The modern Chinese regular script character 夷 for yí combines radicals (recurring character elements) da 大 "big" and gong 弓 "bow", which are also seen in the seal script. However, yí was written in the earlier bronze script as a person wrapped with something, and in the earliest oracle bone script as a person with a bent back and legs.

The (121 CE) Shuowen Jiezi character dictionary, defines yí 夷 as "people of the east, big 大 bow 弓" (東方之人也從大從弓). Elsewhere in the Shuowen Jiezi, under the entry of qiang 羌, the term yí is associated with benevolence and human longevity. Yí countries are therefore virtuous places where people live long lives. This is why Confucius wanted to go to yí countries when the dao could not be realized in the central states.

The scholar Léon Wieger provided multiple definitions to the term yí: "The men 大 armed with bows 弓, the primitive inhabitants, barbarians, borderers of the Eastern Sea, inhabitants of the South-West countries."

Bernhard Karlgren says that in the bronze script for yí inscribed on Zhou dynasty (c. 1045 BCE – c. 256 BCE) Chinese bronze inscriptions, "The graph has 'man' and 'arrow', or 'arrow' with something wound around the shaft."

The Yi, or Dongyi, are associated with the bow and arrow: K. C. Wu says the modern character 夷 designating the historical "Yí peoples", is composed of the characters for 大 "big (person)" and 弓 "bow"; which implies a big person carrying a bow, and also that this old form of this Chinese Character was composed with an association of a particular group of people with the use of the bow in mind. Some classic Chinese history records like Zuo Zhuan, Shuowen Jiezi, Classic of Rites, all have some similar records about this.

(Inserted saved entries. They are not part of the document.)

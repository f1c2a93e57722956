//! Shared application state for the web server.

use std::sync::Arc;

use inhibryx_chem::ChemblClient;
use inhibryx_common::{AppConfig, Result};
use inhibryx_models::{PredictionPipeline, Registry};

/// Shared state injected into every Axum handler.
pub struct AppState {
    pub pipeline: PredictionPipeline,
    pub config: AppConfig,
}

impl AppState {
    /// Scan the model catalog and build the pipeline.
    pub fn new(config: AppConfig) -> Result<Self> {
        let registry = Arc::new(Registry::scan(&config.models_root)?);
        let chembl = ChemblClient::new(&config.chembl)?;
        let pipeline = PredictionPipeline::new(registry, chembl);
        Ok(Self { pipeline, config })
    }
}

pub type SharedState = Arc<AppState>;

The earliest records of yi were inscribed on oracle bones dating from the late Shang dynasty (c. 1600 – c. 1046 BCE). This oracle bone script was used interchangeably for yí 夷, rén "human", and shī "corpse; personator of the dead; inactive; lay out". The archeologist and scholar Guo Moruo believed the oracle graph for yi denotes "a dead body, i.e., the killed enemy", while the bronze graph denotes "a man bound by a rope, i.e., a prisoner or slave". The historical linguist Xu Zhongshu explains this oracle character depicts either a "corpse"' with two bent legs or a "barbarian" custom of sitting with one's legs stretched out instead of the Chinese norm of squatting on one's heels. The early China historian Li Feng says the Western Zhou bronze graph for Yí was "differentiated from rén 人 (human) by its kneeling gesture, clearly implying a population that was deemed a potential source of slaves or servants", thus meaning "foreign conquerable". Axel Schuessler hypothesizes an Old Chinese etymological development from *li 夷 "extend; expose; display; set out; spread out" to *lhi 尸 "to spread out; lie down flat (in order to sleep); motionless; to set forth (sacrificial dishes)", to "personator of a dead ancestor", and to "corpse".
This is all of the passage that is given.